Regarding the time of occurrence of a DSWI, there was no difference between the two subgroups (i.e., 18.8 +/− 15.4 days vs. 18.9 +/− 16.6 days postoperatively, respectively). On the other hand, there was a significant difference (p < 0.05) between the groups with and without osteomyelitis regarding the presence of pathogens in the wounds. In patients with osteomyelitis, a pathogenic microorganism could always be detected. In patients without osteomyelitis, this was only possible in 64% of cases. There were also differences in the bacterial spectrum. These are summarized in Figure 4 and Figure 5. Regardless of the presence of osteomyelitis, the wounds were infected with bacteria in both groups. However, there was no difference between the groups in the frequency of successful eradication of the bacteria from the wound. Overall, 42.8% of the wounds in patients with osteomyelitis were still colonized with bacteria at the time point of sternal re-stabilization and wound closure.

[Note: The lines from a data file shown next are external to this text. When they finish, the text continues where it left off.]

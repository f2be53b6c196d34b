//! In-memory event channel for testing.
//!
//! Records every accepted send and can be scripted to fail or hang on
//! upcoming attempts, so retry and timeout behavior can be exercised without
//! a broker. Lock poisoning panics.

use async_trait::async_trait;
use std::collections::VecDeque;
use std::sync::atomic::{AtomicU64, AtomicUsize, Ordering};
use std::sync::Mutex;

use crate::ports::{ChannelError, DeliveryReceipt, EventChannel};

/// Outcome forced onto one upcoming send attempt.
#[derive(Debug, Clone)]
pub enum ScriptedSend {
    /// Accept and record the payload.
    Deliver,
    /// Return this error without recording.
    Fail(ChannelError),
    /// Never complete; the caller's timeout has to end the attempt.
    Hang,
}

/// A record the channel acknowledged.
#[derive(Debug, Clone, PartialEq, Eq)]
pub struct PublishedRecord {
    pub topic: String,
    pub event_id: String,
    pub payload: Vec<u8>,
    pub entry_id: String,
}

impl PublishedRecord {
    /// Payload decoded as JSON (for test assertions).
    pub fn payload_json(&self) -> Result<serde_json::Value, serde_json::Error> {
        serde_json::from_slice(&self.payload)
    }
}

/// In-memory channel with scripted failures.
///
/// Attempts beyond the script are delivered. Entry ids mimic stream ids
/// (`<seq>-0`) and increase with every delivery.
///
/// # Example
///
/// ```ignore
/// let channel = InMemoryEventChannel::new();
/// channel.script([ScriptedSend::Hang, ScriptedSend::Deliver]);
///
/// // First attempt hangs until the caller times out, second is recorded.
/// assert_eq!(channel.attempts(), 2);
/// assert_eq!(channel.records().len(), 1);
/// ```
#[derive(Debug, Default)]
pub struct InMemoryEventChannel {
    script: Mutex<VecDeque<ScriptedSend>>,
    records: Mutex<Vec<PublishedRecord>>,
    attempts: AtomicUsize,
    sequence: AtomicU64,
}

impl InMemoryEventChannel {
    pub fn new() -> Self {
        Self::default()
    }

    /// Queues outcomes for the next attempts, in order.
    ///
    /// # Panics
    ///
    /// Panics if the internal lock is poisoned.
    pub fn script(&self, outcomes: impl IntoIterator<Item = ScriptedSend>) {
        self.script
            .lock()
            .expect("InMemoryEventChannel: script lock poisoned")
            .extend(outcomes);
    }

    /// Makes the next `count` attempts fail with `error`.
    pub fn fail_next(&self, count: usize, error: ChannelError) {
        self.script(std::iter::repeat(ScriptedSend::Fail(error)).take(count));
    }

    /// Makes the next `count` attempts hang.
    pub fn hang_next(&self, count: usize) {
        self.script(std::iter::repeat(ScriptedSend::Hang).take(count));
    }

    // === Test Helpers ===

    /// Number of send attempts seen, successful or not.
    pub fn attempts(&self) -> usize {
        self.attempts.load(Ordering::SeqCst)
    }

    /// Returns all acknowledged records.
    ///
    /// # Panics
    ///
    /// Panics if the internal lock is poisoned.
    pub fn records(&self) -> Vec<PublishedRecord> {
        self.records
            .lock()
            .expect("InMemoryEventChannel: records lock poisoned")
            .clone()
    }

    fn next_outcome(&self) -> ScriptedSend {
        self.script
            .lock()
            .expect("InMemoryEventChannel: script lock poisoned")
            .pop_front()
            .unwrap_or(ScriptedSend::Deliver)
    }
}

#[async_trait]
impl EventChannel for InMemoryEventChannel {
    async fn send(
        &self,
        topic: &str,
        event_id: &str,
        payload: &[u8],
    ) -> Result<DeliveryReceipt, ChannelError> {
        self.attempts.fetch_add(1, Ordering::SeqCst);

        // Lock is released before any await point
        match self.next_outcome() {
            ScriptedSend::Deliver => {}
            ScriptedSend::Fail(error) => return Err(error),
            ScriptedSend::Hang => std::future::pending::<()>().await,
        }

        let entry_id = format!("{}-0", self.sequence.fetch_add(1, Ordering::SeqCst) + 1);
        self.records
            .lock()
            .expect("InMemoryEventChannel: records lock poisoned")
            .push(PublishedRecord {
                topic: topic.to_string(),
                event_id: event_id.to_string(),
                payload: payload.to_vec(),
                entry_id: entry_id.clone(),
            });

        Ok(DeliveryReceipt::new(topic, entry_id))
    }
}

#[cfg(test)]
mod tests {
    use super::*;
    use std::time::Duration;

    #[tokio::test]
    async fn delivers_and_records_by_default() {
        let channel = InMemoryEventChannel::new();

        let receipt = channel
            .send("appointments", "a1b2c3d4", br#"{"appointment_id":"a1b2c3d4"}"#)
            .await
            .unwrap();

        assert_eq!(receipt.topic, "appointments");
        assert_eq!(receipt.entry_id, "1-0");
        assert_eq!(channel.attempts(), 1);

        let records = channel.records();
        assert_eq!(records.len(), 1);
        assert_eq!(records[0].event_id, "a1b2c3d4");
        assert_eq!(records[0].payload_json().unwrap()["appointment_id"], "a1b2c3d4");
    }

    #[tokio::test]
    async fn entry_ids_increase() {
        let channel = InMemoryEventChannel::new();
        let first = channel.send("t", "a", b"{}").await.unwrap();
        let second = channel.send("t", "b", b"{}").await.unwrap();
        assert_eq!(first.entry_id, "1-0");
        assert_eq!(second.entry_id, "2-0");
    }

    #[tokio::test]
    async fn scripted_failures_are_consumed_in_order() {
        let channel = InMemoryEventChannel::new();
        channel.fail_next(2, ChannelError::Connection("reset".into()));

        assert!(channel.send("t", "a", b"{}").await.is_err());
        assert!(channel.send("t", "a", b"{}").await.is_err());
        assert!(channel.send("t", "a", b"{}").await.is_ok());

        assert_eq!(channel.attempts(), 3);
        assert_eq!(channel.records().len(), 1);
    }

    #[tokio::test(start_paused = true)]
    async fn hang_never_completes() {
        let channel = InMemoryEventChannel::new();
        channel.hang_next(1);

        let result =
            tokio::time::timeout(Duration::from_secs(10), channel.send("t", "a", b"{}")).await;

        assert!(result.is_err());
        assert_eq!(channel.attempts(), 1);
        assert!(channel.records().is_empty());
    }
}
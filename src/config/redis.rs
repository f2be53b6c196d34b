//! Event channel connection settings (Redis Streams).

use serde::Deserialize;
use std::time::Duration;

use super::error::ValidationError;

const REDIS_SCHEMES: &[&str] = &["redis://", "rediss://"];

/// Longest the producer waits for the startup handshake.
const MAX_CONNECT_TIMEOUT_SECS: u64 = 300;

/// Where the producer publishes appointments.
///
/// `timeout_secs` bounds connect plus `PING`; a producer that cannot reach
/// Redis within it exits instead of generating events nobody receives.
#[derive(Debug, Clone, Deserialize)]
#[serde(default)]
pub struct RedisConfig {
    pub url: String,
    pub timeout_secs: u64,
}

impl Default for RedisConfig {
    fn default() -> Self {
        Self {
            url: String::new(),
            timeout_secs: 60,
        }
    }
}

impl RedisConfig {
    pub fn timeout(&self) -> Duration {
        Duration::from_secs(self.timeout_secs)
    }

    pub fn validate(&self) -> Result<(), ValidationError> {
        if self.url.trim().is_empty() {
            return Err(ValidationError::MissingRequired("REDIS__URL"));
        }
        if !REDIS_SCHEMES.iter().any(|scheme| self.url.starts_with(scheme)) {
            return Err(ValidationError::UnsupportedScheme {
                setting: "REDIS__URL",
                expected: "redis://, rediss://",
            });
        }
        if !(1..=MAX_CONNECT_TIMEOUT_SECS).contains(&self.timeout_secs) {
            return Err(ValidationError::InvalidConnectTimeout {
                max_secs: MAX_CONNECT_TIMEOUT_SECS,
            });
        }
        Ok(())
    }
}
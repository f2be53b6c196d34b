//! Categorical attributes drawn uniformly by the generator.

use super::macros::categorical;

categorical! {
    /// Hospital department handling the appointment.
    Department, field = "department" {
        Cardiology => "Cardiology",
        Neurology => "Neurology",
        Orthopedics => "Orthopedics",
        Pediatrics => "Pediatrics",
        Dermatology => "Dermatology",
        Oncology => "Oncology",
        Radiology => "Radiology",
    }
}

categorical! {
    /// City of the facility.
    City, field = "city" {
        NewYork => "New York",
        Chicago => "Chicago",
        LosAngeles => "Los Angeles",
        Houston => "Houston",
        Phoenix => "Phoenix",
        Boston => "Boston",
        Seattle => "Seattle",
    }
}

categorical! {
    /// How the appointment is paid for.
    PaymentMethod, field = "payment_method" {
        Insurance => "Insurance",
        SelfPay => "Self-Pay",
        Medicare => "Medicare",
        Medicaid => "Medicaid",
    }
}

categorical! {
    /// Clinical urgency of the appointment.
    Urgency, field = "urgency" {
        Low => "Low",
        Medium => "Medium",
        High => "High",
        Critical => "Critical",
    }
}

impl PaymentMethod {
    /// Self-paying patients never carry a copay.
    pub fn carries_copay(&self) -> bool {
        !matches!(self, PaymentMethod::SelfPay)
    }
}
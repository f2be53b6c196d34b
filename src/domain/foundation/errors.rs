//! Error types for the domain layer.

use thiserror::Error;

/// Errors that occur during value object construction and control updates.
#[derive(Debug, Clone, PartialEq, Eq, Error)]
pub enum ValidationError {
    #[error("Field '{field}' cannot be empty")]
    EmptyField { field: String },

    #[error("Field '{field}' must be between {min} and {max}, got {actual}")]
    OutOfRange {
        field: String,
        min: i64,
        max: i64,
        actual: i64,
    },

    #[error("Field '{field}' has invalid format: {reason}")]
    InvalidFormat { field: String, reason: String },
}

impl ValidationError {
    /// Creates an empty field validation error.
    pub fn empty_field(field: impl Into<String>) -> Self {
        ValidationError::EmptyField { field: field.into() }
    }

    /// Creates an out of range validation error.
    pub fn out_of_range(field: impl Into<String>, min: i64, max: i64, actual: i64) -> Self {
        ValidationError::OutOfRange {
            field: field.into(),
            min,
            max,
            actual,
        }
    }

    /// Creates an invalid format validation error.
    pub fn invalid_format(field: impl Into<String>, reason: impl Into<String>) -> Self {
        ValidationError::InvalidFormat {
            field: field.into(),
            reason: reason.into(),
        }
    }

    /// Name of the offending field.
    pub fn field(&self) -> &str {
        match self {
            ValidationError::EmptyField { field }
            | ValidationError::OutOfRange { field, .. }
            | ValidationError::InvalidFormat { field, .. } => field,
        }
    }
}
//! Dashboard query handlers.
//!
//! Fetching the dataset, the shared operator controls, and the refresh loop
//! that ties them to the renderers.

mod controls_handle;
mod fetch_dataset;
mod refresh_loop;

pub use controls_handle::DashboardControlsHandle;
pub use fetch_dataset::{FetchDatasetHandler, FetchDatasetQuery, FetchDatasetResult};
pub use refresh_loop::{RefreshLoop, DEFAULT_PREVIEW_ROWS};
//! Ports - Interfaces for external dependencies.
//!
//! Following hexagonal architecture, ports define the contracts between
//! the domain and the outside world. Adapters implement these ports.
//!
//! - `EventChannel` - Durable message channel (publish/acknowledge)
//! - `AppointmentReader` - Store query surface ("recent rows, optional status filter")
//! - `DashboardRenderer` - Rendering surface for refresh cycles

mod appointment_reader;
mod dashboard_renderer;
mod event_channel;

pub use appointment_reader::{AppointmentReader, QueryError};
pub use dashboard_renderer::{DashboardRenderer, RenderError};
pub use event_channel::{ChannelError, DeliveryReceipt, EventChannel};
//! HTTP server configuration for the dashboard's operator API

use serde::Deserialize;
use std::net::SocketAddr;
use std::time::Duration;

use super::error::ValidationError;

/// Server configuration
#[derive(Debug, Clone, Deserialize)]
pub struct ServerConfig {
    /// Host address to bind to
    #[serde(default = "default_host")]
    pub host: String,

    /// Port to listen on
    #[serde(default = "default_port")]
    pub port: u16,

    /// Request timeout in seconds
    #[serde(default = "default_request_timeout")]
    pub request_timeout_secs: u64,
}

impl ServerConfig {
    /// Get the socket address to bind to
    pub fn socket_addr(&self) -> Result<SocketAddr, ValidationError> {
        format!("{}:{}", self.host, self.port)
            .parse()
            .map_err(|_| ValidationError::InvalidBindAddress(format!("{}:{}", self.host, self.port)))
    }

    /// Get request timeout as Duration
    pub fn request_timeout(&self) -> Duration {
        Duration::from_secs(self.request_timeout_secs)
    }

    /// Validate server configuration
    pub fn validate(&self) -> Result<(), ValidationError> {
        if self.port == 0 {
            return Err(ValidationError::InvalidPort);
        }
        if self.request_timeout_secs == 0 || self.request_timeout_secs > 300 {
            return Err(ValidationError::InvalidTimeout);
        }
        self.socket_addr()?;
        Ok(())
    }
}

impl Default for ServerConfig {
    fn default() -> Self {
        Self {
            host: default_host(),
            port: default_port(),
            request_timeout_secs: default_request_timeout(),
        }
    }
}

fn default_host() -> String {
    "0.0.0.0".to_string()
}

fn default_port() -> u16 {
    8080
}

fn default_request_timeout() -> u64 {
    30
}
//! Configuration error types

use thiserror::Error;

/// Errors that can occur during configuration loading
#[derive(Debug, Error)]
pub enum ConfigError {
    #[error("Configuration loading failed: {0}")]
    LoadError(#[from] config::ConfigError),

    #[error("Validation failed: {0}")]
    ValidationFailed(#[from] ValidationError),
}

/// Errors that can occur during configuration validation
#[derive(Debug, Error)]
pub enum ValidationError {
    #[error("Required configuration missing: {0}")]
    MissingRequired(&'static str),

    #[error("Invalid port number")]
    InvalidPort,

    #[error("Invalid bind address: {0}")]
    InvalidBindAddress(String),

    #[error("Invalid request timeout")]
    InvalidTimeout,

    #[error("{setting} must use one of: {expected}")]
    UnsupportedScheme {
        setting: &'static str,
        expected: &'static str,
    },

    #[error("Pool bounds are invalid: min {min}, max {max}")]
    InvalidPoolBounds { min: u32, max: u32 },

    #[error("Pool max_connections {max} exceeds the limit of {limit}")]
    PoolSizeTooLarge { max: u32, limit: u32 },

    #[error("Pool acquire timeout must be between 1 and {max_secs} seconds")]
    InvalidAcquireTimeout { max_secs: u64 },

    #[error("Redis connect timeout must be between 1 and {max_secs} seconds")]
    InvalidConnectTimeout { max_secs: u64 },

    #[error("Producer send timeout must be between 1 and 300 seconds")]
    InvalidSendTimeout,

    #[error("Producer retry budget exceeds maximum allowed (20)")]
    RetryBudgetTooLarge,

    #[error("Pacing window is invalid: min {min_ms}ms, max {max_ms}ms")]
    InvalidPacingWindow { min_ms: u64, max_ms: u64 },

    #[error("Stream max length must be positive")]
    InvalidStreamLength,

    #[error("Preview rows must be between 1 and 100")]
    InvalidPreviewRows,

    #[error("Invalid dashboard controls: {0}")]
    InvalidControls(#[from] crate::domain::foundation::ValidationError),
}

In patients without osteomyelitis, the prevalence of wound colonization was 38.2%. In both patient groups, this was almost exclusively Staphylococcus epidermidis.
Figure 4. Pathogen type and distribution in patients without osteomyelitis. Wound swabs were obtained intraoperatively during wound debridements and dressings. Staphylococcus epidermidis 60%, Staphylococcus aureus 8%, Enterococcus faecalis 8%, Staphylococcus hominis 4%, Propionibacterium 4%, Klebsiella pneumoniae 8%, other Gram-negative pathogens 8%.
Figure 5. Pathogen type and distribution in patients with osteomyelitis. Wound swabs were obtained intraoperatively during wound debridements and dressings. Staphylococcus epidermidis 39%, Staphylococcus aureus 10%, Enterobacter 5%, Escherichia coli 4%, Candida albicans 3%, Enterococcus faecalis 3%, Enterococcus faecium 3%, Staphylococcus hominis 3%, Pseudomonas aeruginosa 2%, Staphylococcus capitis 2%, Propionibacterium 2%, Klebsiella pneumoniae 1%, other Gram-negative pathogens 23%.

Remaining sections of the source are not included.